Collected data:
----------------

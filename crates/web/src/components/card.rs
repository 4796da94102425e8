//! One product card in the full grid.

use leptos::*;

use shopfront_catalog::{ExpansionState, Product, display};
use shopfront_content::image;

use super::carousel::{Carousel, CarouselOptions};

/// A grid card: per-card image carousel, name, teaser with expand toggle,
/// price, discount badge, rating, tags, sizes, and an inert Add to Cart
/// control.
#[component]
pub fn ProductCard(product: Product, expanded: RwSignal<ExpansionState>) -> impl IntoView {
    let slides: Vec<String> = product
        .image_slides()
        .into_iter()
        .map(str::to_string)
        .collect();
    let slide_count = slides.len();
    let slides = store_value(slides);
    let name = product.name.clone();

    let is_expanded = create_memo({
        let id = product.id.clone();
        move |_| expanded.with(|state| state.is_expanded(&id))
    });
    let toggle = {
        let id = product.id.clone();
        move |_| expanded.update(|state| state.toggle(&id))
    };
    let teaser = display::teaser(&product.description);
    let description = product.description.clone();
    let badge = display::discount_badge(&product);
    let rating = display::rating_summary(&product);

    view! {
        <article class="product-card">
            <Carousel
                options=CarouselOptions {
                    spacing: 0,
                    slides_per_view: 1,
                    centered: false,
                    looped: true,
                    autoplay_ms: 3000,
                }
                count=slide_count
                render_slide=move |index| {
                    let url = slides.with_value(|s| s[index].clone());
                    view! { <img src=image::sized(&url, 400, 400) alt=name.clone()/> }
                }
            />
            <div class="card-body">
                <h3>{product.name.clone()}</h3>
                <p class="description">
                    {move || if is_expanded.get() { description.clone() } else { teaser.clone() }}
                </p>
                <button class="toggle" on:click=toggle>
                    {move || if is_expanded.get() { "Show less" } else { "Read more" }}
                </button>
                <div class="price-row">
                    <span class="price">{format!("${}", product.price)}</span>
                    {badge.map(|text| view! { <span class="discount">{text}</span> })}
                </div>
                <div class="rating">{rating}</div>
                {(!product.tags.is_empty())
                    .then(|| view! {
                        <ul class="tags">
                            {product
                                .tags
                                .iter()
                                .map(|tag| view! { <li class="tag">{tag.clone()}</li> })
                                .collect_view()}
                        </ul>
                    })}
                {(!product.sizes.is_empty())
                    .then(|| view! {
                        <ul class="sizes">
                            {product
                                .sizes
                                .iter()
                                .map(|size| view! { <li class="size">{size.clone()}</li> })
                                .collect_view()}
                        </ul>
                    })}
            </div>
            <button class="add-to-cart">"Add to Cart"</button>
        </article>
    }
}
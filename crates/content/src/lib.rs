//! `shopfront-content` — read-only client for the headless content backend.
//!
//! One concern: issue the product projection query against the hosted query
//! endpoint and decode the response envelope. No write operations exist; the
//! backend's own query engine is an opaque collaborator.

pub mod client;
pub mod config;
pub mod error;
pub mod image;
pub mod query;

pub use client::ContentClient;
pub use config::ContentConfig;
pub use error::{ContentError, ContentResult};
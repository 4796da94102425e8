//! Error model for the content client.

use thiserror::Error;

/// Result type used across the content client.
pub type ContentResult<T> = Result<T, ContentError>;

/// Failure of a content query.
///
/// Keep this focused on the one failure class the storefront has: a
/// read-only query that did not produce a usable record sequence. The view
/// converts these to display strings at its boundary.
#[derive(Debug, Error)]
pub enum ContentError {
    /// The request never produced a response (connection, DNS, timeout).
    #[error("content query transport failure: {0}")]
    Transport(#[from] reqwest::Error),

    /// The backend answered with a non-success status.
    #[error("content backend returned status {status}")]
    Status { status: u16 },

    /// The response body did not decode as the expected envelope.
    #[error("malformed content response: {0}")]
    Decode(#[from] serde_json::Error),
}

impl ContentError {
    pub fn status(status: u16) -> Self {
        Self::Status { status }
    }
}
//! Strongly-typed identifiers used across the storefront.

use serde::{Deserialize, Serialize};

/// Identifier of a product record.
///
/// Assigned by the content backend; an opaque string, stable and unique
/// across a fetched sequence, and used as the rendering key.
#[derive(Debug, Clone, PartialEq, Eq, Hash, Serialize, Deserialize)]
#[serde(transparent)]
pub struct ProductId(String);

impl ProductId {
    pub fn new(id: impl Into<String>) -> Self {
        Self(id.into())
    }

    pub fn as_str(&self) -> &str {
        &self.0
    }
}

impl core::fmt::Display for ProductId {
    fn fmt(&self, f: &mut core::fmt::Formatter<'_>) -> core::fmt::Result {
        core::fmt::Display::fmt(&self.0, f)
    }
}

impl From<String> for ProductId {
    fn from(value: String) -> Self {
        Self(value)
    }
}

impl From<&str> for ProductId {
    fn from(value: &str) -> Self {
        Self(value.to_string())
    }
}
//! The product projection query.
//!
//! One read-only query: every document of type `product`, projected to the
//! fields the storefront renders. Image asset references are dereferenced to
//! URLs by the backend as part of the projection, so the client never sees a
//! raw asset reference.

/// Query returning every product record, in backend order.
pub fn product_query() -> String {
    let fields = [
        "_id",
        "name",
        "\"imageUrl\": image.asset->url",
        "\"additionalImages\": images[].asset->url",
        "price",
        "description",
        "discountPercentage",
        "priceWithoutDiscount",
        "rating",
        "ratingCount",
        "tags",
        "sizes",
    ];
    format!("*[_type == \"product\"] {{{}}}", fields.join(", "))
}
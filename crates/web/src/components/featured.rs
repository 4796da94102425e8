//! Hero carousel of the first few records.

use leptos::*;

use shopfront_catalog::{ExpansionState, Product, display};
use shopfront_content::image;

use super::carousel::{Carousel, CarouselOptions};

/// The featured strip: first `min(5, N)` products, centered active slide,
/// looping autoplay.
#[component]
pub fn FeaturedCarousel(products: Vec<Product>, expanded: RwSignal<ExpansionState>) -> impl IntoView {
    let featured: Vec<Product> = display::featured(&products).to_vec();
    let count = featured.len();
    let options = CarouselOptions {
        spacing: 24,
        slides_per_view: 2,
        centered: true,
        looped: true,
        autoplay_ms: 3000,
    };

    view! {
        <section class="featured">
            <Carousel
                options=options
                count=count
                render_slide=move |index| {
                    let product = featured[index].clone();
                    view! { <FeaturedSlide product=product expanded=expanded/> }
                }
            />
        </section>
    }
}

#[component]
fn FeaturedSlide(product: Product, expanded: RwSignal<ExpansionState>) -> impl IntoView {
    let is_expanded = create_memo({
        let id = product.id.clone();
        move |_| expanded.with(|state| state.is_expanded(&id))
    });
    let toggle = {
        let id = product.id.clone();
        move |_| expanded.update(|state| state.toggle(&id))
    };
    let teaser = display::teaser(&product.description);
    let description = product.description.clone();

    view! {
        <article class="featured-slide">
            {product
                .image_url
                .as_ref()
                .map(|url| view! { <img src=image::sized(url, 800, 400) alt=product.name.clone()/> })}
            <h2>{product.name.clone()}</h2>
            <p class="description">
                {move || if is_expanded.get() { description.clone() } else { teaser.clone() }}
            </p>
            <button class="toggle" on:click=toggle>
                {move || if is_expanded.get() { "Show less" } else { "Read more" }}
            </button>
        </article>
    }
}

----------------

§ PROBLEM TO SOLVE:
Filter the records above down to the lines containing "Cart".

§ RESPONSE:
/// price, discount badge, rating, tags, sizes, and an inert Add to Cart
            <button class="add-to-cart">"Add to Cart"</button>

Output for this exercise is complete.